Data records
= = = = = = =
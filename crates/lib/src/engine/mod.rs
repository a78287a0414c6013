//! The rule engine.
//!
//! Rules are async functions from a subject to a product. A product request
//! asks for one product type for a list of root subjects; the engine finds the
//! rule registered for each `(product, subject)` pair and runs it, and every
//! sub-request the rule makes through its [`Context`] becomes another node.
//!
//! Each node is computed at most once and memoized until a filesystem change
//! invalidates it:
//!
//! ```text
//! Specs ─► BuildFileAddresses ─► AddressFamily(a/b) ─► BuildFiles(a/b) ─► DirectoryListing(a/b)
//!                                                    └► FileContent(a/b/BUILD.json)
//! ```
//!
//! Invalidating `a/b/BUILD.json` evicts `FileContent` and `DirectoryListing`
//! (the file's directory) and walks the dependency edges downstream, so the
//! family and every aggregate over it are recomputed on the next request
//! while unrelated namespaces stay cached.

mod cache;
mod context;
mod node;
mod rules;
mod types;

use std::collections::HashMap;
use std::path::PathBuf;
use std::sync::Arc;
use std::time::Instant;

use parking_lot::Mutex;
use tokio::runtime::Runtime;
use tracing::{debug, info, trace};

use cache::{NodeCache, NodeResult};

pub use context::Context;
pub use node::{NodeKey, Product, Subject};
pub use rules::{Rule, RuleSet};
pub use types::{EngineError, SchedulerConfig, SchedulerStats};

use rules::RuleIndex;

/// State shared by every context of one scheduler.
pub(crate) struct Core {
  rules: RuleIndex,
  cache: NodeCache,
  runs: Mutex<HashMap<&'static str, usize>>,
}

impl Core {
  fn new(rules: RuleIndex) -> Self {
    Self {
      rules,
      cache: NodeCache::default(),
      runs: Mutex::new(HashMap::new()),
    }
  }

  /// Return the memoized result for `key`, computing it if needed.
  ///
  /// Concurrent requesters of the same key share one computation.
  async fn get_node(self: &Arc<Self>, key: NodeKey, dependent: Option<&NodeKey>) -> NodeResult {
    let node = self.cache.node_for(&key, dependent)?;

    if let Some(result) = node.cell.get() {
      trace!(node = %key, "cache hit");
      return result.clone();
    }

    node.cell.get_or_init(|| self.clone().compute(key)).await.clone()
  }

  async fn compute(self: Arc<Self>, key: NodeKey) -> NodeResult {
    let Some(rule) = self.rules.get(key.product(), key.subject_type()).cloned() else {
      return Err(EngineError::NoRule {
        product: key.product_name().to_string(),
        subject: key.subject_name().to_string(),
      });
    };

    *self.runs.lock().entry(rule.name()).or_default() += 1;
    debug!(node = %key, rule = rule.name(), "running rule");

    let ctx = Context::new(self.clone(), Some(key.clone()));
    let result = rule.run(ctx, key.subject().clone()).await;

    if let Err(e) = &result {
      debug!(node = %key, rule = rule.name(), error = %e, "rule failed");
    }
    result
  }

  fn stats(&self) -> SchedulerStats {
    SchedulerStats {
      cached_nodes: self.cache.len(),
      rule_runs: self
        .runs
        .lock()
        .iter()
        .map(|(name, count)| (name.to_string(), *count))
        .collect(),
    }
  }
}

/// Async handle to a scheduler's rules and cache.
///
/// Cheap to clone; use it from code that already runs inside a tokio
/// runtime.
#[derive(Clone)]
pub struct Engine {
  core: Arc<Core>,
}

impl Engine {
  /// Compute `P` for each root subject, in order.
  ///
  /// Root subjects run concurrently. Fails with the first error in subject
  /// order.
  pub async fn request<P: Product, S: Subject>(&self, subjects: Vec<S>) -> Result<Vec<Arc<P>>, EngineError> {
    let started = Instant::now();
    let count = subjects.len();
    let root = Context::new(self.core.clone(), None);
    let result = root.get_all::<P, S, _>(subjects).await;

    info!(
      product = node::short_type_name::<P>(),
      subjects = count,
      ok = result.is_ok(),
      elapsed_ms = started.elapsed().as_millis() as u64,
      "product request complete"
    );
    result
  }

  /// Evict nodes affected by changes at `paths` (relative to the build
  /// root). Returns the number of evicted nodes.
  pub fn invalidate_files<I, T>(&self, paths: I) -> usize
  where
    I: IntoIterator<Item = T>,
    T: Into<PathBuf>,
  {
    let paths: Vec<PathBuf> = paths.into_iter().map(Into::into).collect();
    let evicted = self.core.cache.invalidate(&paths);
    info!(paths = paths.len(), evicted, "invalidated files");
    evicted
  }

  /// Evict every node.
  pub fn invalidate_all(&self) -> usize {
    let evicted = self.core.cache.clear();
    info!(evicted, "invalidated all nodes");
    evicted
  }

  pub fn stats(&self) -> SchedulerStats {
    self.core.stats()
  }
}

/// Owns the rule registry, the node cache and the runtime that drives rules.
///
/// [`Scheduler::product_request`] blocks the calling thread; it must not be
/// called from inside an async context. Async callers use [`Scheduler::engine`].
pub struct Scheduler {
  engine: Engine,
  runtime: Runtime,
}

impl Scheduler {
  /// Index `rules` and start the worker runtime.
  ///
  /// # Errors
  ///
  /// `AmbiguousRules` if two rules compute the same product from the same
  /// subject type; `Runtime` if the worker threads cannot be started.
  pub fn new(rules: RuleSet, config: &SchedulerConfig) -> Result<Self, EngineError> {
    let index = RuleIndex::build(rules)?;
    let parallelism = config.parallelism.max(1);

    let runtime = tokio::runtime::Builder::new_multi_thread()
      .worker_threads(parallelism)
      .thread_name("buildgraph-worker")
      .enable_all()
      .build()
      .map_err(|e| EngineError::Runtime(e.to_string()))?;

    info!(rules = index.len(), parallelism, "scheduler ready");

    Ok(Self {
      engine: Engine {
        core: Arc::new(Core::new(index)),
      },
      runtime,
    })
  }

  /// Compute `P` for each root subject, blocking until done.
  pub fn product_request<P: Product, S: Subject>(&self, subjects: Vec<S>) -> Result<Vec<Arc<P>>, EngineError> {
    self.runtime.block_on(self.engine.request::<P, S>(subjects))
  }

  /// Compute `P` for a single subject.
  pub fn product<P: Product, S: Subject>(&self, subject: S) -> Result<Arc<P>, EngineError> {
    let mut products = self.product_request::<P, S>(vec![subject])?;
    products
      .pop()
      .ok_or_else(|| EngineError::TaskFailed("product request returned no result".to_string()))
  }

  pub fn engine(&self) -> Engine {
    self.engine.clone()
  }

  pub fn invalidate_files<I, T>(&self, paths: I) -> usize
  where
    I: IntoIterator<Item = T>,
    T: Into<PathBuf>,
  {
    self.engine.invalidate_files(paths)
  }

  pub fn invalidate_all(&self) -> usize {
    self.engine.invalidate_all()
  }

  pub fn stats(&self) -> SchedulerStats {
    self.engine.stats()
  }

  /// Number of times the named rule has run.
  pub fn rule_runs(&self, rule: &str) -> usize {
    self.stats().runs(rule)
  }
}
= = = = = = =
* [Assigned task] Line by line, reproduce the data above exactly.

* [Response to this exercise]
filename crates/lib/src/engine/mod.rs
repository a78287a0414c6013
//! The rule engine.
//!
//! Rules are async functions from a subject to a product. A product request
//! asks for one product type for a list of root subjects; the engine finds the
//! rule registered for each `(product, subject)` pair and runs it, and every
//! sub-request the rule makes through its [`Context`] becomes another node.
//!
//! Each node is computed at most once and memoized until a filesystem change
//! invalidates it:
//!
//! ```text
//! Specs ─► BuildFileAddresses ─► AddressFamily(a/b) ─► BuildFiles(a/b) ─► DirectoryListing(a/b)
//!                                                    └► FileContent(a/b/BUILD.json)
//! ```
//!
//! Invalidating `a/b/BUILD.json` evicts `FileContent` and `DirectoryListing`
//! (the file's directory) and walks the dependency edges downstream, so the
//! family and every aggregate over it are recomputed on the next request
//! while unrelated namespaces stay cached.

mod cache;
mod context;
mod node;
mod rules;
mod types;

use std::collections::HashMap;
use std::path::PathBuf;
use std::sync::Arc;
use std::time::Instant;

use parking_lot::Mutex;
use tokio::runtime::Runtime;
use tracing::{debug, info, trace};

use cache::{NodeCache, NodeResult};

pub use context::Context;
pub use node::{NodeKey, Product, Subject};
pub use rules::{Rule, RuleSet};
pub use types::{EngineError, SchedulerConfig, SchedulerStats};

use rules::RuleIndex;

/// State shared by every context of one scheduler.
pub(crate) struct Core {
  rules: RuleIndex,
  cache: NodeCache,
  runs: Mutex<HashMap<&'static str, usize>>,
}

impl Core {
  fn new(rules: RuleIndex) -> Self {
    Self {
      rules,
      cache: NodeCache::default(),
      runs: Mutex::new(HashMap::new()),
    }
  }

  /// Return the memoized result for `key`, computing it if needed.
  ///
  /// Concurrent requesters of the same key share one computation.
  async fn get_node(self: &Arc<Self>, key: NodeKey, dependent: Option<&NodeKey>) -> NodeResult {
    let node = self.cache.node_for(&key, dependent)?;

    if let Some(result) = node.cell.get() {
      trace!(node = %key, "cache hit");
      return result.clone();
    }

    node.cell.get_or_init(|| self.clone().compute(key)).await.clone()
  }

  async fn compute(self: Arc<Self>, key: NodeKey) -> NodeResult {
    let Some(rule) = self.rules.get(key.product(), key.subject_type()).cloned() else {
      return Err(EngineError::NoRule {
        product: key.product_name().to_string(),
        subject: key.subject_name().to_string(),
      });
    };

    *self.runs.lock().entry(rule.name()).or_default() += 1;
    debug!(node = %key, rule = rule.name(), "running rule");

    let ctx = Context::new(self.clone(), Some(key.clone()));
    let result = rule.run(ctx, key.subject().clone()).await;

    if let Err(e) = &result {
      debug!(node = %key, rule = rule.name(), error = %e, "rule failed");
    }
    result
  }

  fn stats(&self) -> SchedulerStats {
    SchedulerStats {
      cached_nodes: self.cache.len(),
      rule_runs: self
        .runs
        .lock()
        .iter()
        .map(|(name, count)| (name.to_string(), *count))
        .collect(),
    }
  }
}

/// Async handle to a scheduler's rules and cache.
///
/// Cheap to clone; use it from code that already runs inside a tokio
/// runtime.
#[derive(Clone)]
pub struct Engine {
  core: Arc<Core>,
}

impl Engine {
  /// Compute `P` for each root subject, in order.
  ///
  /// Root subjects run concurrently. Fails with the first error in subject
  /// order.
  pub async fn request<P: Product, S: Subject>(&self, subjects: Vec<S>) -> Result<Vec<Arc<P>>, EngineError> {
    let started = Instant::now();
    let count = subjects.len();
    let root = Context::new(self.core.clone(), None);
    let result = root.get_all::<P, S, _>(subjects).await;

    info!(
      product = node::short_type_name::<P>(),
      subjects = count,
      ok = result.is_ok(),
      elapsed_ms = started.elapsed().as_millis() as u64,
      "product request complete"
    );
    result
  }

  /// Evict nodes affected by changes at `paths` (relative to the build
  /// root). Returns the number of evicted nodes.
  pub fn invalidate_files<I, T>(&self, paths: I) -> usize
  where
    I: IntoIterator<Item = T>,
    T: Into<PathBuf>,
  {
    let paths: Vec<PathBuf> = paths.into_iter().map(Into::into).collect();
    let evicted = self.core.cache.invalidate(&paths);
    info!(paths = paths.len(), evicted, "invalidated files");
    evicted
  }

  /// Evict every node.
  pub fn invalidate_all(&self) -> usize {
    let evicted = self.core.cache.clear();
    info!(evicted, "invalidated all nodes");
    evicted
  }

  pub fn stats(&self) -> SchedulerStats {
    self.core.stats()
  }
}

/// Owns the rule registry, the node cache and the runtime that drives rules.
///
/// [`Scheduler::product_request`] blocks the calling thread; it must not be
/// called from inside an async context. Async callers use [`Scheduler::engine`].
pub struct Scheduler {
  engine: Engine,
  runtime: Runtime,
}

impl Scheduler {
  /// Index `rules` and start the worker runtime.
  ///
  /// # Errors
  ///
  /// `AmbiguousRules` if two rules compute the same product from the same
  /// subject type; `Runtime` if the worker threads cannot be started.
  pub fn new(rules: RuleSet, config: &SchedulerConfig) -> Result<Self, EngineError> {
    let index = RuleIndex::build(rules)?;
    let parallelism = config.parallelism.max(1);

    let runtime = tokio::runtime::Builder::new_multi_thread()
      .worker_threads(parallelism)
      .thread_name("buildgraph-worker")
      .enable_all()
      .build()
      .map_err(|e| EngineError::Runtime(e.to_string()))?;

    info!(rules = index.len(), parallelism, "scheduler ready");

    Ok(Self {
      engine: Engine {
        core: Arc::new(Core::new(index)),
      },
      runtime,
    })
  }

  /// Compute `P` for each root subject, blocking until done.
  pub fn product_request<P: Product, S: Subject>(&self, subjects: Vec<S>) -> Result<Vec<Arc<P>>, EngineError> {
    self.runtime.block_on(self.engine.request::<P, S>(subjects))
  }

  /// Compute `P` for a single subject.
  pub fn product<P: Product, S: Subject>(&self, subject: S) -> Result<Arc<P>, EngineError> {
    let mut products = self.product_request::<P, S>(vec![subject])?;
    products
      .pop()
      .ok_or_else(|| EngineError::TaskFailed("product request returned no result".to_string()))
  }

  pub fn engine(&self) -> Engine {
    self.engine.clone()
  }

  pub fn invalidate_files<I, T>(&self, paths: I) -> usize
  where
    I: IntoIterator<Item = T>,
    T: Into<PathBuf>,
  {
    self.engine.invalidate_files(paths)
  }

  pub fn invalidate_all(&self) -> usize {
    self.engine.invalidate_all()
  }

  pub fn stats(&self) -> SchedulerStats {
    self.engine.stats()
  }

  /// Number of times the named rule has run.
  pub fn rule_runs(&self, rule: &str) -> usize {
    self.stats().runs(rule)
  }
}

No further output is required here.